Activity —
Those lines of the records that contain "filter" are to be located and copied.
· · · ·
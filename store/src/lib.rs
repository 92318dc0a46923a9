pub mod memory;
pub mod traits;

pub use memory::MemoryStore;
pub use traits::GameStore;
//! Round-level evaluation: was the proposed team approved, and if so did
//! the mission pass or fail?

use types::{Round, Verdict};

/// A proposed team is approved iff a strict majority of the whole roster
/// voted for it. Every player votes, not just the proposed team members.
pub fn team_approved(round: &Round) -> bool {
    2 * round.approvals() > round.player_count()
}

/// Decide one round given the quest's fail threshold.
///
/// A rejected team is never decisive; play simply moves to a new proposal.
/// An approved team passes with zero fails and fails at or above the
/// threshold. Fail counts strictly between zero and the threshold leave
/// the round undecided.
pub fn evaluate_round(round: &Round, required_fails: u32) -> Verdict {
    if !team_approved(round) {
        return Verdict::Pending;
    }
    if round.fails == 0 {
        Verdict::Pass
    } else if round.fails >= required_fails {
        Verdict::Fail
    } else {
        Verdict::Pending
    }
}
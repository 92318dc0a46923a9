pub mod advance;
pub mod driver;
pub mod outcome;
pub mod quests;
pub mod roles;
pub mod rounds;

pub use advance::{advance, first_king, next_king, Advancement};
pub use outcome::evaluate_game;
pub use quests::{evaluate_quest, required_fails};
pub use roles::{assign_role, resolve_player_outcome, validate_role_setup};
pub use rounds::{evaluate_round, team_approved};
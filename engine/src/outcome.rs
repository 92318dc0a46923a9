//! Game-level evaluation: best of five quests, first side to three.

use types::{Game, GameVerdict, Verdict};

use crate::quests::evaluate_quest;

/// Decide the overall game from its quests in creation order. The 7+
/// player double-fail rule is applied inside quest evaluation, not here.
pub fn evaluate_game(game: &Game) -> GameVerdict {
    let player_count = game.player_count();
    let mut passes = 0;
    let mut fails = 0;
    for (quest_index, quest) in game.quests.iter().enumerate() {
        match evaluate_quest(quest, quest_index, player_count) {
            Verdict::Pass => passes += 1,
            Verdict::Fail => fails += 1,
            Verdict::Pending => {}
        }
    }
    if passes >= 3 {
        GameVerdict::GoodWins
    } else if fails >= 3 {
        GameVerdict::EvilWins
    } else {
        GameVerdict::Ongoing
    }
}
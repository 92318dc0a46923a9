//! Orchestration over a [`GameStore`]: each operation re-reads the
//! persisted aggregate, applies the rules, and writes the whole game back
//! (last-write-wins). Evaluation is always re-derived, never cached.

use rand::Rng;
use store::GameStore;
use types::{Game, GameError, PlayerResult, RoleName, RoleSetup, Snipe};
use uuid::Uuid;

use crate::advance::{self, first_king, Advancement};
use crate::outcome::evaluate_game;
use crate::roles::{assign_role, resolve_player_outcome, validate_role_setup};

pub async fn create_game(
    store: &mut impl GameStore,
    setup: RoleSetup,
) -> Result<Game, GameError> {
    let game = Game::new(setup);
    log::info!("created {game}");
    store.insert_game(game.clone()).await?;
    Ok(game)
}

pub async fn add_player(
    store: &mut impl GameStore,
    game_id: Uuid,
    player_id: i64,
) -> Result<(), GameError> {
    let player = store.player(player_id).await?;
    let mut game = store.game(game_id).await?;
    game.add_player(player.id)?;
    log::debug!("{player} joined game {game_id}");
    store.update_game(game).await
}

pub async fn remove_player(
    store: &mut impl GameStore,
    game_id: Uuid,
    player_id: i64,
) -> Result<(), GameError> {
    let mut game = store.game(game_id).await?;
    game.remove_player(player_id)?;
    store.update_game(game).await
}

pub async fn set_role(
    store: &mut impl GameStore,
    game_id: Uuid,
    player_id: i64,
    role: Option<RoleName>,
) -> Result<(), GameError> {
    let mut game = store.game(game_id).await?;
    assign_role(&mut game, player_id, role)?;
    store.update_game(game).await
}

/// Start a game: the role setup must cover the roster exactly, and the
/// first quest opens with a randomly chosen king. All later kings rotate
/// deterministically.
pub async fn start_game<R: Rng + ?Sized>(
    store: &mut impl GameStore,
    game_id: Uuid,
    rng: &mut R,
) -> Result<(), GameError> {
    let mut game = store.game(game_id).await?;
    if game.started() {
        return Err(GameError::Validation(format!("game {game_id} already started")));
    }
    validate_role_setup(&game)?;
    let king = first_king(&game, rng)?;
    game.open_quest(king);
    log::info!("game {game_id} started, player {king} is the first king");
    store.update_game(game).await
}

/// Flip whether a player is on the round's proposed team.
pub async fn toggle_team(
    store: &mut impl GameStore,
    game_id: Uuid,
    round_id: i64,
    player_id: i64,
) -> Result<bool, GameError> {
    let mut game = store.game(game_id).await?;
    let round = game.round_mut(round_id).ok_or(GameError::RoundNotFound(round_id))?;
    let round_player = round
        .round_player_mut(player_id)
        .ok_or(GameError::PlayerNotFound(player_id))?;
    round_player.team = !round_player.team;
    let on_team = round_player.team;
    store.update_game(game).await?;
    Ok(on_team)
}

/// Flip a player's public vote on the round's proposed team.
pub async fn toggle_approval(
    store: &mut impl GameStore,
    game_id: Uuid,
    round_id: i64,
    player_id: i64,
) -> Result<bool, GameError> {
    let mut game = store.game(game_id).await?;
    let round = game.round_mut(round_id).ok_or(GameError::RoundNotFound(round_id))?;
    let round_player = round
        .round_player_mut(player_id)
        .ok_or(GameError::PlayerNotFound(player_id))?;
    round_player.approval = !round_player.approval;
    let approval = round_player.approval;
    store.update_game(game).await?;
    Ok(approval)
}

/// Record the number of secret sabotage votes for a round.
pub async fn submit_fails(
    store: &mut impl GameStore,
    game_id: Uuid,
    round_id: i64,
    count: u32,
) -> Result<(), GameError> {
    let mut game = store.game(game_id).await?;
    let round = game.round_mut(round_id).ok_or(GameError::RoundNotFound(round_id))?;
    let team_size = round.team_size();
    if count as usize > team_size {
        return Err(GameError::Validation(format!(
            "{count} fails recorded for a team of {team_size}"
        )));
    }
    round.fails = count;
    store.update_game(game).await
}

/// Submit a round as finished: sanitize stale fail counts, decide the
/// advancement, and persist the resulting new round, new quest, or
/// archival.
pub async fn submit_round(
    store: &mut impl GameStore,
    game_id: Uuid,
    round_id: i64,
) -> Result<Advancement, GameError> {
    let mut game = store.game(game_id).await?;
    if !game.active {
        return Err(GameError::Validation(format!("game {game_id} is archived")));
    }
    {
        let round = game.round_mut(round_id).ok_or(GameError::RoundNotFound(round_id))?;
        if round.sanitize_fails() {
            log::warn!("game {game_id}: stale fail count on round {round_id} reset to 0");
        }
    }

    let advancement = advance::advance(&game, round_id)?;
    match advancement {
        Advancement::GameDecided(verdict) => {
            game.archive();
            log::info!("game {game_id} decided: {verdict}");
        }
        Advancement::NewQuest { next_king } => {
            let round = game.open_quest(next_king);
            log::info!("game {game_id}: quest settled, new quest led by {}", round.king);
        }
        Advancement::NewRoundSameQuest { next_king } => {
            let round = game.open_round(next_king)?;
            log::info!("game {game_id}: team rejected, new round led by {}", round.king);
        }
    }
    store.update_game(game).await?;
    Ok(advancement)
}

/// Record whether an end-game snipe succeeded. Personal outcomes are
/// re-derived on the next read, so flipping a flag back and forth is safe.
pub async fn set_snipe(
    store: &mut impl GameStore,
    game_id: Uuid,
    snipe: Snipe,
    value: bool,
) -> Result<(), GameError> {
    let mut game = store.game(game_id).await?;
    game.snipes.set(snipe, value);
    store.update_game(game).await
}

/// Each roster member's personal result under the current game outcome
/// and snipe flags, in join order.
pub async fn player_results(
    store: &impl GameStore,
    game_id: Uuid,
) -> Result<Vec<(i64, PlayerResult)>, GameError> {
    let game = store.game(game_id).await?;
    let verdict = evaluate_game(&game);
    Ok(game
        .players
        .iter()
        .map(|gp| (gp.player_id, resolve_player_outcome(gp, verdict, &game.snipes)))
        .collect())
}
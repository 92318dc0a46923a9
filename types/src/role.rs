use std::fmt::Display;

use serde::{Deserialize, Serialize};

/// Catalog identifier for a role. All roles except `LoyalServant` and
/// `Minion` are single-instance: a game holds at most one of each.
#[derive(Copy, Clone, Debug, PartialEq, Eq, Hash, Serialize, Deserialize)]
pub enum RoleName {
    Merlin,
    Percival,
    Mordred,
    Morgana,
    Untrustworthy,
    SeniorMessenger,
    JuniorMessenger,
    EvilMessenger,
    GoodSorcerer,
    EvilSorcerer,
    Troublemaker,
    Trickster,
    Cleric,
    GoodLancelot,
    EvilLancelot,
    Oberon,
    Lunatic,
    Brute,
    Revealer,
    GoodRogue,
    EvilRogue,
    Assassin,
    Minion,
    LoyalServant,
}

#[derive(Copy, Clone, Debug)]
pub struct RoleDef {
    pub name: RoleName,
    pub evil: bool,
    pub display_name: &'static str,
}

/// The role catalog, loaded once and never mutated at runtime.
pub static ROLE_CATALOG: &[RoleDef] = &[
    RoleDef { name: RoleName::Merlin, evil: false, display_name: "Merlin" },
    RoleDef { name: RoleName::Percival, evil: false, display_name: "Percival" },
    RoleDef { name: RoleName::Mordred, evil: true, display_name: "Mordred" },
    RoleDef { name: RoleName::Morgana, evil: true, display_name: "Morgana" },
    RoleDef { name: RoleName::Untrustworthy, evil: false, display_name: "Untrustworthy Servant" },
    RoleDef { name: RoleName::SeniorMessenger, evil: false, display_name: "Senior Messenger" },
    RoleDef { name: RoleName::JuniorMessenger, evil: false, display_name: "Junior Messenger" },
    RoleDef { name: RoleName::EvilMessenger, evil: true, display_name: "Evil Messenger" },
    RoleDef { name: RoleName::GoodSorcerer, evil: false, display_name: "Good Sorcerer" },
    RoleDef { name: RoleName::EvilSorcerer, evil: true, display_name: "Evil Sorcerer" },
    RoleDef { name: RoleName::Troublemaker, evil: false, display_name: "Troublemaker" },
    RoleDef { name: RoleName::Trickster, evil: true, display_name: "Trickster" },
    RoleDef { name: RoleName::Cleric, evil: false, display_name: "Cleric" },
    RoleDef { name: RoleName::GoodLancelot, evil: false, display_name: "Good Lancelot" },
    RoleDef { name: RoleName::EvilLancelot, evil: true, display_name: "Evil Lancelot" },
    RoleDef { name: RoleName::Oberon, evil: true, display_name: "Oberon" },
    RoleDef { name: RoleName::Lunatic, evil: true, display_name: "Lunatic" },
    RoleDef { name: RoleName::Brute, evil: true, display_name: "Brute" },
    RoleDef { name: RoleName::Revealer, evil: true, display_name: "Revealer" },
    RoleDef { name: RoleName::GoodRogue, evil: false, display_name: "Good Rogue" },
    RoleDef { name: RoleName::EvilRogue, evil: true, display_name: "Evil Rogue" },
    RoleDef { name: RoleName::Assassin, evil: true, display_name: "Assassin" },
    RoleDef { name: RoleName::Minion, evil: true, display_name: "Minion of Mordred" },
    RoleDef { name: RoleName::LoyalServant, evil: false, display_name: "Loyal Servant of Arthur" },
];

impl RoleName {
    pub fn def(self) -> &'static RoleDef {
        ROLE_CATALOG
            .iter()
            .find(|def| def.name == self)
            .expect("every role has a catalog entry")
    }

    pub fn evil(self) -> bool {
        self.def().evil
    }

    pub fn display_name(self) -> &'static str {
        self.def().display_name
    }

    /// Whether a game may contain more than one of this role.
    pub fn is_duplicate(self) -> bool {
        matches!(self, RoleName::Minion | RoleName::LoyalServant)
    }
}

impl Display for RoleName {
    fn fmt(&self, f: &mut std::fmt::Formatter<'_>) -> std::fmt::Result {
        write!(f, "{}", self.display_name())
    }
}

/// How many players may hold a role in a given game.
#[derive(Copy, Clone, Debug, PartialEq, Eq)]
pub enum RoleSlot {
    SingleInstance(RoleName),
    Counted { role: RoleName, limit: usize },
}

impl RoleSlot {
    pub fn role(&self) -> RoleName {
        match *self {
            RoleSlot::SingleInstance(role) => role,
            RoleSlot::Counted { role, .. } => role,
        }
    }

    pub fn capacity(&self) -> usize {
        match *self {
            RoleSlot::SingleInstance(_) => 1,
            RoleSlot::Counted { limit, .. } => limit,
        }
    }
}

#[cfg(test)]
mod tests {
    use super::*;

    #[test]
    fn catalog_has_one_entry_per_role() {
        for def in ROLE_CATALOG {
            let count = ROLE_CATALOG.iter().filter(|d| d.name == def.name).count();
            assert_eq!(count, 1, "{} appears {} times in the catalog", def.name, count);
        }
    }

    #[test]
    fn only_servant_and_minion_are_duplicate_eligible() {
        for def in ROLE_CATALOG {
            let expected = matches!(def.name, RoleName::Minion | RoleName::LoyalServant);
            assert_eq!(def.name.is_duplicate(), expected);
        }
    }
}
//! Common types shared across modules.

use crate::error::{TransferError, TransferResult};
use ethers::prelude::*;

/// The connected operator account and the chain it is on.
#[derive(Debug, Clone, Copy, PartialEq, Eq)]
pub struct AccountInfo {
    pub address: Address,
    pub chain_id: u64,
}

/// The semi-fungible token being inspected or distributed.
#[derive(Debug, Clone, Copy, PartialEq, Eq)]
pub struct TokenRef {
    pub contract: Address,
    pub token_id: U256,
}

impl TokenRef {
    pub fn new(contract: Address, token_id: U256) -> Self {
        Self { contract, token_id }
    }

    /// Build from operator input. Both fields must be non-empty.
    pub fn parse(contract: &str, token_id: &str) -> TransferResult<Self> {
        let contract = contract.trim();
        let token_id = token_id.trim();
        if contract.is_empty() {
            return Err(TransferError::InvalidTokenRef("contract address is empty".to_string()));
        }
        if token_id.is_empty() {
            return Err(TransferError::InvalidTokenRef("token id is empty".to_string()));
        }
        let contract: Address = contract.parse().map_err(|_| {
            TransferError::InvalidTokenRef(format!("invalid contract address: {}", contract))
        })?;
        let token_id = U256::from_dec_str(token_id).map_err(|_| {
            TransferError::InvalidTokenRef(format!("invalid token id: {}", token_id))
        })?;
        Ok(Self { contract, token_id })
    }
}

/// A contiguous group of recipients sent together.
///
/// `ids` and `amounts` are the single (id, amount) pair every recipient in the batch receives.
#[derive(Debug, Clone, PartialEq, Eq)]
pub struct Batch {
    pub index: usize,
    pub recipients: Vec<String>,
    pub ids: Vec<U256>,
    pub amounts: Vec<U256>,
}

impl Batch {
    pub fn len(&self) -> usize {
        self.recipients.len()
    }

    pub fn is_empty(&self) -> bool {
        self.recipients.is_empty()
    }

    /// Tokens leaving the account if every transfer in this batch lands.
    pub fn total_amount(&self) -> U256 {
        let per_recipient = self.amounts.first().copied().unwrap_or_default();
        per_recipient * U256::from(self.recipients.len())
    }
}

/// All-or-nothing result of one batch.
#[derive(Debug, Clone, PartialEq, Eq)]
pub enum BatchOutcome {
    Confirmed,
    Failed(String),
}

impl BatchOutcome {
    pub fn is_confirmed(&self) -> bool {
        matches!(self, BatchOutcome::Confirmed)
    }
}

/// Status of a single transfer transaction inside a batch.
#[derive(Debug, Clone, PartialEq, Eq)]
pub enum TransferStatus {
    Confirmed { block_number: Option<u64> },
    Failed { error: String },
}

/// One recipient's transaction within a batch.
#[derive(Debug, Clone, PartialEq, Eq)]
pub struct TransferRecord {
    pub recipient: String,
    /// None when the transaction never reached the network.
    pub tx_hash: Option<TxHash>,
    pub status: TransferStatus,
}

impl TransferRecord {
    pub fn is_confirmed(&self) -> bool {
        matches!(self.status, TransferStatus::Confirmed { .. })
    }
}

/// Outcome of a batch plus the per-transaction records it was rolled up from.
#[derive(Debug, Clone, PartialEq, Eq)]
pub struct BatchReport {
    pub index: usize,
    pub outcome: BatchOutcome,
    pub transfers: Vec<TransferRecord>,
}

impl BatchReport {
    /// Roll per-transaction records up into an all-or-nothing batch outcome.
    /// The first failure's reason becomes the batch's reason.
    pub fn from_transfers(index: usize, transfers: Vec<TransferRecord>) -> Self {
        let outcome = transfers
            .iter()
            .find_map(|t| match &t.status {
                TransferStatus::Failed { error } => {
                    Some(BatchOutcome::Failed(format!("{}: {}", t.recipient, error)))
                }
                TransferStatus::Confirmed { .. } => None,
            })
            .unwrap_or(BatchOutcome::Confirmed);
        Self {
            index,
            outcome,
            transfers,
        }
    }

    pub fn confirmed_count(&self) -> usize {
        self.transfers.iter().filter(|t| t.is_confirmed()).count()
    }
}
//! Recipient list parsing.
//!
//! Input is one address per line. Lines are trimmed and blank lines dropped; nothing else is
//! checked here. A malformed address is kept and fails when its transfer is submitted.

use anyhow::{Context, Result};
use std::io::Read;
use std::path::Path;

/// Parse raw multi-line text into the ordered recipient list.
///
/// Duplicates are preserved; each occurrence receives its own allocation.
pub fn parse_recipients(input: &str) -> Vec<String> {
    input
        .lines()
        .map(str::trim)
        .filter(|line| !line.is_empty())
        .map(str::to_string)
        .collect()
}

/// Read raw recipient text from a file, or from stdin when `path` is `-`.
pub fn read_recipients_text(path: &Path) -> Result<String> {
    if path.as_os_str() == "-" {
        let mut buf = String::new();
        std::io::stdin()
            .read_to_string(&mut buf)
            .context("Failed to read recipients from stdin")?;
        return Ok(buf);
    }
    std::fs::read_to_string(path)
        .with_context(|| format!("Failed to read recipients file: {}", path.display()))
}

/// Read and parse a recipients file.
pub fn read_recipients_file(path: &Path) -> Result<Vec<String>> {
    Ok(parse_recipients(&read_recipients_text(path)?))
}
· · · ·
Task output —
            let count = ROLE_CATALOG.iter().filter(|d| d.name == def.name).count();
        self.transfers.iter().filter(|t| t.is_confirmed()).count()
        .filter(|line| !line.is_empty())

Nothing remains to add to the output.